L’Union européenne semble en tout cas décidée à imposer une certification vaccinale aux pays membres. Ce lundi 1er mars, la présidente de la Commission, Ursula von der Leyen, a annoncé que ses services allaient présenter en mars une proposition législative pour coordonner la création d’un passeport vaccinal. Angela Merkel a d’ores et déjà annoncé que des passeports vaccinaux seraient rendus disponible «avant l’été» dans l’UE, tandis que les détenteurs d’un «passeport vert» en Israël peuvent désormais reprendre une vie normale. La Suède et le Danemark ont déjà mis en place, pour leurs ressortissants, des certificats électroniques destinés aux voyages à l’étranger.

Une mesure «hypocrite» pour imposer la vaccination à tous selon Ivan Rioufol, qui voit dans le sésame sanitaire une «atteinte aux libertés fondamentales s’il devait être imposé».

Pourtant, selon un sondage de l’Ifop paru le 25 février dernier, 61% des Français se disent favorables à l’idée d’une vaccination obligatoire pour se rendre à l’étranger.

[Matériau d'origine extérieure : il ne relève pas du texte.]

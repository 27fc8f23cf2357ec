use std::fs;
use std::path::Path;

use serde::{Deserialize, Serialize};

use crate::error::ConfigError;

// =============================================================================
// Demo configuration (TOML)
// =============================================================================

#[derive(Debug, Clone, Copy, PartialEq, Eq, Default, Serialize, Deserialize)]
#[serde(rename_all = "lowercase")]
pub enum OutputFormat {
    #[default]
    Text,
    Json,
}

/// Settings for the `reverse_demo` binary. Every field is optional in the
/// file; missing fields fall back to [`DemoConfig::default`].
#[derive(Debug, Clone, PartialEq, Eq, Serialize, Deserialize)]
#[serde(default)]
pub struct DemoConfig {
    pub sequences: Vec<Vec<i64>>,
    pub format: OutputFormat,
    pub show_links: bool,
}

impl Default for DemoConfig {
    fn default() -> Self {
        DemoConfig {
            sequences: vec![vec![1, 2, 3, 4, 5], vec![], vec![7], vec![1, 2]],
            format: OutputFormat::Text,
            show_links: true,
        }
    }
}

impl DemoConfig {
    pub fn from_toml_str(content: &str) -> Result<Self, ConfigError> {
        let config: DemoConfig = toml::from_str(content)?;
        config.validate()?;
        Ok(config)
    }

    pub fn load(path: &Path) -> Result<Self, ConfigError> {
        let content = fs::read_to_string(path).map_err(|err| ConfigError::io(path, err))?;
        Self::from_toml_str(&content)
    }

    pub fn validate(&self) -> Result<(), ConfigError> {
        if self.sequences.is_empty() {
            return Err(ConfigError::invalid(
                "sequences",
                "at least one sequence is required",
            ));
        }
        Ok(())
    }
}
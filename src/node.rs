use std::fmt;
use std::mem::ManuallyDrop;
use std::ptr;

// =============================================================================
// Node type and chain helpers
// =============================================================================

/// One element of a singly-linked list.
///
/// Dropping a node releases its whole tail iteratively, so a `Link` of any
/// length can be dropped directly.
pub struct ListNode<T> {
    pub value: T,
    pub next: Link<T>,
}

/// A node, or `None` for the end of a chain / an empty list.
pub type Link<T> = Option<Box<ListNode<T>>>;

impl<T> ListNode<T> {
    pub fn new(value: T) -> Self {
        ListNode { value, next: None }
    }

    pub fn with_next(value: T, next: Link<T>) -> Self {
        ListNode { value, next }
    }

    /// Releases the successor chain and returns the payload.
    pub fn into_value(mut self) -> T {
        drop(self.next.take());
        let node = ManuallyDrop::new(self);
        // SAFETY: `node` is never dropped and its `next` is already empty,
        // so `value` is read exactly once and nothing else is owned.
        unsafe { ptr::read(&node.value) }
    }
}

impl<T> Drop for ListNode<T> {
    fn drop(&mut self) {
        let mut current = self.next.take();
        while let Some(mut node) = current {
            current = node.next.take();
        }
    }
}

impl<T: fmt::Debug> fmt::Debug for ListNode<T> {
    fn fmt(&self, f: &mut fmt::Formatter<'_>) -> fmt::Result {
        let mut values = vec![&self.value];
        values.extend(iter(&self.next));
        f.debug_list().entries(values).finish()
    }
}

/// Builds a chain whose traversal yields `values` in order.
pub fn from_vec<T>(values: Vec<T>) -> Link<T> {
    let mut head = None;

    for value in values.into_iter().rev() {
        head = Some(Box::new(ListNode::with_next(value, head)));
    }
    head
}

/// Consumes a chain, returning its values in traversal order.
pub fn into_vec<T>(mut head: Link<T>) -> Vec<T> {
    let mut values = Vec::new();

    while let Some(mut node) = head {
        head = node.next.take();
        values.push((*node).into_value());
    }
    values
}

/// Reads a chain back without consuming it.
pub fn values<T: Clone>(head: &Link<T>) -> Vec<T> {
    iter(head).cloned().collect()
}

pub fn len<T>(head: &Link<T>) -> usize {
    iter(head).count()
}

pub fn iter<T>(head: &Link<T>) -> Iter<'_, T> {
    Iter {
        next: head.as_deref(),
    }
}

/// Iterator over the nodes of a chain, yielding node references so callers
/// can check identity as well as value.
pub struct Nodes<'a, T> {
    next: Option<&'a ListNode<T>>,
}

pub fn nodes<T>(head: &Link<T>) -> Nodes<'_, T> {
    Nodes {
        next: head.as_deref(),
    }
}

impl<'a, T> Iterator for Nodes<'a, T> {
    type Item = &'a ListNode<T>;

    fn next(&mut self) -> Option<Self::Item> {
        self.next.map(|node| {
            self.next = node.next.as_deref();
            node
        })
    }
}

pub struct Iter<'a, T> {
    next: Option<&'a ListNode<T>>,
}

impl<'a, T> Iterator for Iter<'a, T> {
    type Item = &'a T;

    fn next(&mut self) -> Option<Self::Item> {
        self.next.map(|node| {
            self.next = node.next.as_deref();
            &node.value
        })
    }
}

Concernant les pratiques du quotidien, un Français sur deux estime que la vaccination devrait être rendue obligatoire pour autoriser l’accès aux écoles, cinémas, salles de spectacle, transports en commun ainsi qu’aux lieux de travail. «Les Français sont prêts à renoncer à une grand partie de leurs libertés essentielles au prix de leur sécurité», commente Rioufol.

«J’en suis à espérer qu’une insurrection civique élémentaire de survie puisse survenir. Mais, pour l’instant, elle n’est pas là», regrette l’essayiste.